- **What to produce**:
Go through the data below and report how many lines contain "largest"; the reply holds only that number.

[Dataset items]
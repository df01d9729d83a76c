pub mod bfs;
pub mod dfs;

pub use self::bfs::{is_connected, BfsEdgeRange, BfsVertexRange};
pub use self::dfs::{DfsEdgeRange, DfsVertexRange};

use crate::data_structures::{
    graphs::{EdgeData, EdgeRef},
    Key,
};

/// One vertex produced by a vertex traversal range.
#[derive(Clone, Copy, Debug, PartialEq, Eq)]
pub struct VertexVisit<K: Key> {
    pub vertex: K,
    /// Number of path vertices up to and including this one; seeds are at
    /// depth 1.
    pub depth: usize,
}

/// One emission of an edge traversal range.
///
/// A walk travels tree edges, notices back edges, and marks the tip of every
/// maximal path with a path-end.
#[derive(Clone, Copy, Debug, PartialEq)]
pub enum EdgeVisit<K: Key, EV: EdgeData> {
    /// The edge discovers its target for the first time.
    Tree { edge: EdgeRef<K, EV>, depth: usize },
    /// The edge reaches an already-visited vertex.
    Back { edge: EdgeRef<K, EV>, depth: usize },
    /// The walk stands at `vertex` with nowhere left to go from it.
    PathEnd { vertex: K, depth: usize },
}

impl<K: Key, EV: EdgeData> EdgeVisit<K, EV> {
    /// Number of frames on the walk up to and including the emitting one.
    pub fn depth(&self) -> usize {
        match self {
            Self::Tree { depth, .. } | Self::Back { depth, .. } | Self::PathEnd { depth, .. } => {
                *depth
            }
        }
    }

    pub fn is_back_edge(&self) -> bool {
        matches!(self, Self::Back { .. })
    }

    pub fn is_path_end(&self) -> bool {
        matches!(self, Self::PathEnd { .. })
    }

    /// The traveled edge, absent for path-ends.
    pub fn edge(&self) -> Option<&EdgeRef<K, EV>> {
        match self {
            Self::Tree { edge, .. } | Self::Back { edge, .. } => Some(edge),
            Self::PathEnd { .. } => None,
        }
    }

    /// The vertex the walk stands at: the edge's source, or the path tip.
    pub fn in_vertex(&self) -> K {
        match self {
            Self::Tree { edge, .. } | Self::Back { edge, .. } => edge.source,
            Self::PathEnd { vertex, .. } => *vertex,
        }
    }

    /// The far vertex of the emission: the edge's target, or the path tip
    /// itself.
    pub fn back_vertex(&self) -> K {
        match self {
            Self::Tree { edge, .. } | Self::Back { edge, .. } => edge.target,
            Self::PathEnd { vertex, .. } => *vertex,
        }
    }
}
use std::fmt::Display;

use log::debug;
use serde::{Deserialize, Serialize};

use super::{DirectedGraph, Edge, EdgeData, EdgeRef, Graph, GraphError, Key};

/// A directed graph stored as a compressed adjacency array.
///
/// All edges live in one dense array, grouped by source vertex in
/// non-decreasing key order. Every vertex records the offset of its first
/// outgoing edge; its edge range ends where the next vertex's begins (or at
/// the end of the edge set for the last vertex). Neighbor ranges are O(1)
/// subranges and iteration is cache-friendly, at the price of immutability:
/// once built, no vertex or edge can be added or removed.
///
/// The graph, each vertex and each edge carry an optional user value (`GV`,
/// `VV`, `EV`).
#[derive(Serialize, Deserialize, Debug)]
pub struct CompressedAdjacencyArray<K: Key, GV = (), VV = (), EV: EdgeData = ()> {
    vertices: Vec<ArrayVertex<K, VV>>,
    edges: Vec<ArrayEdge<K, EV>>,
    value: GV,
}

#[derive(Serialize, Deserialize, Debug)]
struct ArrayVertex<K: Key, VV> {
    first_edge: K,
    value: VV,
}

#[derive(Serialize, Deserialize, Debug)]
struct ArrayEdge<K: Key, EV> {
    source: K,
    target: K,
    value: EV,
}

impl<K: Key, GV, VV, EV: EdgeData> CompressedAdjacencyArray<K, GV, VV, EV> {
    /// An empty graph carrying only a user value.
    pub fn new(graph_value: GV) -> Self {
        Self {
            vertices: Vec::new(),
            edges: Vec::new(),
            value: graph_value,
        }
    }

    /// Builds a graph from an edge range plus a vertex-value range.
    ///
    /// `edge_key` extracts the `(source, target)` key pair and `edge_value`
    /// the edge value from each edge item. Edges MUST arrive ordered by
    /// non-decreasing source key or construction fails with
    /// [GraphError::UnorderedEdges].
    ///
    /// The vertex set is sized to cover both `vertex_values` and the largest
    /// key referenced by any edge; vertex values are assigned in iteration
    /// order and vertices beyond them are default-constructed. Any key that
    /// would collide with the reserved sentinel is rejected with
    /// [GraphError::KeyOutOfBounds].
    pub fn try_with<ER, EI>(
        edges: ER,
        edge_key: impl Fn(&EI) -> (K, K),
        edge_value: impl Fn(&EI) -> EV,
        vertex_values: impl IntoIterator<Item = VV>,
        graph_value: GV,
    ) -> Result<Self, GraphError<K>>
    where
        ER: IntoIterator<Item = EI>,
        VV: Default,
    {
        let edges: Vec<EI> = edges.into_iter().collect();
        let max = K::nil() - K::one();

        // validate ordering and key bounds, and find the largest key in play
        let mut max_key: Option<K> = None;
        let mut previous = K::zero();
        for item in &edges {
            let (source, target) = edge_key(item);
            if source < previous {
                return Err(GraphError::UnorderedEdges {
                    previous,
                    current: source,
                });
            }
            previous = source;

            let hi = source.max(target);
            if hi > max {
                return Err(GraphError::KeyOutOfBounds { key: hi, max });
            }
            max_key = Some(max_key.map_or(hi, |k| k.max(hi)));
        }

        let mut vertices: Vec<ArrayVertex<K, VV>> = vertex_values
            .into_iter()
            .map(|value| ArrayVertex {
                first_edge: K::zero(),
                value,
            })
            .collect();
        if vertices.len() > max.index() + 1 {
            return Err(GraphError::KeyOutOfBounds { key: K::nil(), max });
        }
        let num_vertices = match max_key {
            Some(k) => vertices.len().max(k.index() + 1),
            None => vertices.len(),
        };
        vertices.resize_with(num_vertices, || ArrayVertex {
            first_edge: K::zero(),
            value: VV::default(),
        });

        // walk the ordered edges, recording each vertex's first edge offset
        let mut compressed = Vec::with_capacity(edges.len());
        let mut filled = K::zero();
        for item in &edges {
            let (source, target) = edge_key(item);
            while filled <= source {
                vertices[filled.index()].first_edge = K::new(compressed.len());
                filled += K::one();
            }
            compressed.push(ArrayEdge {
                source,
                target,
                value: edge_value(item),
            });
        }
        // trailing vertices own an empty range at the edge-set end
        while filled.index() < num_vertices {
            vertices[filled.index()].first_edge = K::new(compressed.len());
            filled += K::one();
        }

        debug!(
            "built compressed adjacency array: {} vertices, {} edges",
            num_vertices,
            compressed.len()
        );
        Ok(Self {
            vertices,
            edges: compressed,
            value: graph_value,
        })
    }

    /// Builds a graph from `(source, target)` or `(source, target, value)`
    /// tuples, with the same source-ordering requirement as
    /// [try_with](Self::try_with).
    pub fn try_from_edges<E: Edge<K, EV>>(
        edges: &[E],
        graph_value: GV,
    ) -> Result<Self, GraphError<K>>
    where
        VV: Default,
    {
        Self::try_with(
            edges.iter(),
            |e| (e.source(), e.target()),
            |e| e.value(),
            std::iter::empty(),
            graph_value,
        )
    }

    pub fn graph_value(&self) -> &GV {
        &self.value
    }

    pub fn graph_value_mut(&mut self) -> &mut GV {
        &mut self.value
    }

    pub fn vertex_value(&self, u: K) -> &VV {
        &self.vertices[u.index()].value
    }

    pub fn vertex_value_mut(&mut self, u: K) -> &mut VV {
        &mut self.vertices[u.index()].value
    }

    /// The value of the edge with the given id (its position in the edge set).
    pub fn edge_value(&self, edge: K) -> &EV {
        &self.edges[edge.index()].value
    }

    pub fn edge_value_mut(&mut self, edge: K) -> &mut EV {
        &mut self.edges[edge.index()].value
    }

    /// The `(source, target)` keys of the edge with the given id.
    pub fn endpoints(&self, edge: K) -> (K, K) {
        let e = &self.edges[edge.index()];
        (e.source, e.target)
    }

    /// `[first edge, one past last edge)` of `v`'s outgoing range.
    #[inline]
    fn bounds(&self, v: K) -> (K, K) {
        let start_inclusive = self.vertices[v.index()].first_edge;
        let end_exclusive = match self.vertices.get(v.index() + 1) {
            Some(next) => next.first_edge,
            None => self.num_edges(),
        };

        (start_inclusive, end_exclusive)
    }

    #[inline]
    fn edge_ref(&self, index: usize) -> EdgeRef<K, EV> {
        let e = &self.edges[index];
        EdgeRef {
            id: K::new(index),
            source: e.source,
            target: e.target,
            value: e.value,
        }
    }
}

impl<K: Key, GV, VV, EV: EdgeData> Graph<K, EV> for CompressedAdjacencyArray<K, GV, VV, EV> {
    fn num_vertices(&self) -> K {
        K::new(self.vertices.len())
    }

    fn num_edges(&self) -> K {
        K::new(self.edges.len())
    }

    fn edges(&self) -> Box<dyn Iterator<Item = EdgeRef<K, EV>> + '_> {
        Box::new((0..self.edges.len()).map(|index| self.edge_ref(index)))
    }

    fn out_edges(&self, u: K) -> Box<dyn Iterator<Item = EdgeRef<K, EV>> + '_> {
        let (start_inclusive, end_exclusive) = self.bounds(u);
        Box::new((start_inclusive.index()..end_exclusive.index()).map(|index| self.edge_ref(index)))
    }

    fn out_degree(&self, u: K) -> K {
        let (start_inclusive, end_exclusive) = self.bounds(u);
        end_exclusive - start_inclusive
    }
}

impl<K: Key, GV, VV, EV: EdgeData> DirectedGraph<K, EV> for CompressedAdjacencyArray<K, GV, VV, EV> {}

impl<K: Key, GV, VV, EV: EdgeData> Display for CompressedAdjacencyArray<K, GV, VV, EV> {
    fn fmt(&self, f: &mut std::fmt::Formatter<'_>) -> std::fmt::Result {
        writeln!(
            f,
            "CompressedAdjacencyArray(n={}, m={}) [",
            self.num_vertices(),
            self.num_edges()
        )?;
        for v in self.vertices() {
            write!(f, "\t{} →", v)?;
            for e in self.out_edges(v) {
                write!(f, " {}({:?}),", e.target, e.value)?;
            }
            writeln!(f)?;
        }
        write!(f, "]")
    }
}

- **Exercise output**:
2